Malabathrum, malabathron, or malobathrum is the name used in classical and medieval texts for certain cinnamon-like aromatic plant leaves and an ointment prepared from those leaves. Cinnamomum tamala (sometimes given as Cinnamomum tejpata), grown most commonly in the eastern Himalayas, but also in the Western Ghats, is thought to be a notable source of these leaves, although other species of Cinnamomum and even plants in other genera may have been used. In ancient Greece and Rome, the leaves were used to prepare a fragrant oil, called oleum malabathri, and were therefore valuable.

==History==
Malabathrum is mentioned in the first century Greek text Periplus Maris Erythraei and sourced to a people called 'Sêsatai', identified with Kirradai (Kirata) of Ptolemy. Though malabathrum was a product of Northeast India, it was rarely traded by the western traders at the mouth of the Ganges (which is much closer to the source) but at southwestern Indian ports of Muziris/Nelcynda. It is mentioned in the Periplus that some people collected the green leaves after the Sêsatai in the northeast prepared them and carried them to the ports of trade. In the language of Kerala, Malayalam, the plant is called vazhana. It is also known as edana in Malayalam. The name malabathrum is used in mediaeval texts to describe the dried leaves of a number of trees of the genus Cinnamomum, which were thought to have medicinal properties.

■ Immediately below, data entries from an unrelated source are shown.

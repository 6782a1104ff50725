//! Workflow setup step.
//!
//! Setup builds the full catalogue, configures the selected tasks against
//! the user config, rejects cycles and failed preconditions, and only then
//! touches the work dir.
use super::context::{build_component, canonical_work_dir, load_user_config};
use crate::cli::{SetupArgs, TaskSelection};
use crate::component::Component;
use crate::config::ConfigLayer;
use crate::database::ResourceStore;
use crate::exec;
use crate::graph;
use crate::layout::{build_manifest, materialize, select_steps, ConfigWrite};
use crate::manifest::write_manifest;
use crate::paths::WorkDirPaths;
use anyhow::{anyhow, Context, Result};
use std::collections::BTreeSet;
use std::fs;
use std::path::{Path, PathBuf};
use tracing::{debug, info};

pub fn run_setup(args: &SetupArgs) -> Result<()> {
    fs::create_dir_all(&args.work_dir)
        .with_context(|| format!("create work dir {}", args.work_dir.display()))?;
    let paths = WorkDirPaths::new(canonical_work_dir(&args.work_dir)?);

    let user_config = args
        .config
        .as_deref()
        .map(canonical_file)
        .transpose()?;
    let user = user_config.as_deref().map(load_user_config).transpose()?;

    let mut component = build_component()?;
    debug!(steps = component.step_count(), "catalogue registered");
    let tasks = select_tasks(&component, &args.selection)?;
    if let Some(user) = &user {
        component.apply_user_config(user);
    }
    for task in &tasks {
        let diff = component
            .configure_task(task)
            .with_context(|| format!("configure task {task}"))?;
        if !diff.is_empty() {
            debug!(task = %task, added = ?diff.added, removed = ?diff.removed, "reconfigured");
        }
    }
    // steps built during configure carry packaged defaults only
    if let Some(user) = &user {
        component.apply_user_config(user);
    }

    let steps = select_steps(&component, &tasks).context("select steps")?;
    let graph = graph::build(&component, &steps).context("check step dependencies")?;
    exec::check_preconditions(&component, &steps).context("check preconditions")?;
    let database_root = database_root(args.database_root.as_deref(), user.as_ref())?;

    let configs = materialize(&component, &paths, &tasks, &steps, ConfigWrite::Render)
        .with_context(|| format!("materialize {}", paths.root().display()))?;
    let manifest = build_manifest(
        &component,
        &tasks,
        &steps,
        configs,
        user_config,
        database_root,
    )?;
    write_manifest(&paths, &manifest)
        .with_context(|| format!("write {}", paths.manifest_path().display()))?;

    info!(
        tasks = tasks.len(),
        steps = steps.len(),
        levels = graph.levels().len(),
        "setup complete"
    );
    for task in &tasks {
        println!("{}", paths.dir(task).display());
    }
    Ok(())
}

fn select_tasks(component: &Component, selection: &TaskSelection) -> Result<Vec<String>> {
    let mut tasks: Vec<String> = Vec::new();
    if selection.all {
        tasks.extend(component.tasks().map(|(_, task)| task.subdir().to_string()));
        return Ok(tasks);
    }
    for path in &selection.tasks {
        let task = component
            .task(path)
            .with_context(|| format!("select task {path}"))?;
        tasks.push(task.subdir().to_string());
    }
    for &number in &selection.numbers {
        let (_, task) = component.tasks().nth(number).ok_or_else(|| {
            anyhow!(
                "no task number {number} (run `otask list` to see the {} tasks)",
                component.tasks().count()
            )
        })?;
        tasks.push(task.subdir().to_string());
    }
    let mut seen = BTreeSet::new();
    tasks.retain(|task| seen.insert(task.clone()));
    Ok(tasks)
}

/// `--database-root`, else `[paths] database_root`, else the cache default.
fn database_root(flag: Option<&Path>, user: Option<&ConfigLayer>) -> Result<PathBuf> {
    if let Some(root) = flag {
        return absolute(root);
    }
    if let Some(user) = user.filter(|user| user.has_option("paths", "database_root")) {
        let root = user.get("paths", "database_root")?;
        return absolute(Path::new(&root));
    }
    Ok(ResourceStore::default_root())
}

fn absolute(path: &Path) -> Result<PathBuf> {
    if path.is_absolute() {
        return Ok(path.to_path_buf());
    }
    let cwd = std::env::current_dir().context("resolve current dir")?;
    Ok(cwd.join(path))
}

fn canonical_file(path: &Path) -> Result<PathBuf> {
    path.canonicalize()
        .with_context(|| format!("resolve user config {}", path.display()))
}

#[cfg(test)]
mod tests {
    use super::*;

    #[test]
    fn database_root_prefers_flag_then_user_config() {
        let mut user = ConfigLayer::new("user.cfg");
        user.set("paths", "database_root", "/srv/ocean-data");
        let root = database_root(Some(Path::new("/mnt/data")), Some(&user)).unwrap();
        assert_eq!(root, PathBuf::from("/mnt/data"));
        let root = database_root(None, Some(&user)).unwrap();
        assert_eq!(root, PathBuf::from("/srv/ocean-data"));
        let root = database_root(None, None).unwrap();
        assert_eq!(root, ResourceStore::default_root());
    }

    #[test]
    fn selection_by_number_follows_registration_order() {
        let component = build_component().unwrap();
        let selection = TaskSelection {
            tasks: vec!["planar/manufactured_solution/default".to_string()],
            numbers: vec![0, 0],
            all: false,
        };
        let tasks = select_tasks(&component, &selection).unwrap();
        let first = component.tasks().next().unwrap().1.subdir().to_string();
        assert_eq!(tasks, ["planar/manufactured_solution/default".to_string(), first]);

        let selection = TaskSelection {
            tasks: Vec::new(),
            numbers: vec![10_000],
            all: false,
        };
        let err = select_tasks(&component, &selection).unwrap_err();
        assert!(err.to_string().contains("no task number 10000"));
    }
}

The Greeks used kásia (cassia) or malabathron to flavour wine, with absinth wormwood (Artemisia absinthium). De Re Coquinaria, a cookbook sometimes attributed to the Roman gourmet Marcus Gavius Apicius, uses malabathrum leaves (folia) in several recipes and for distilling an oil used in a caraway-sauce for oysters. Malabathrum is among the spices that, according to De Re Coquinaria, any good kitchen should contain.

Malabathrum from Egypt (Dioscorides I, 63) was based on beef fat and contained cinnamon, as well; one pound cost 300 denarii.

==Etymology==
The word "malabathrum" is the Hellenization of the Sanskrit word tamālapattram (तमालपत्त्रम्), literally meaning "dark-tree leaves", with the ta being mistaken for the Greek definite article.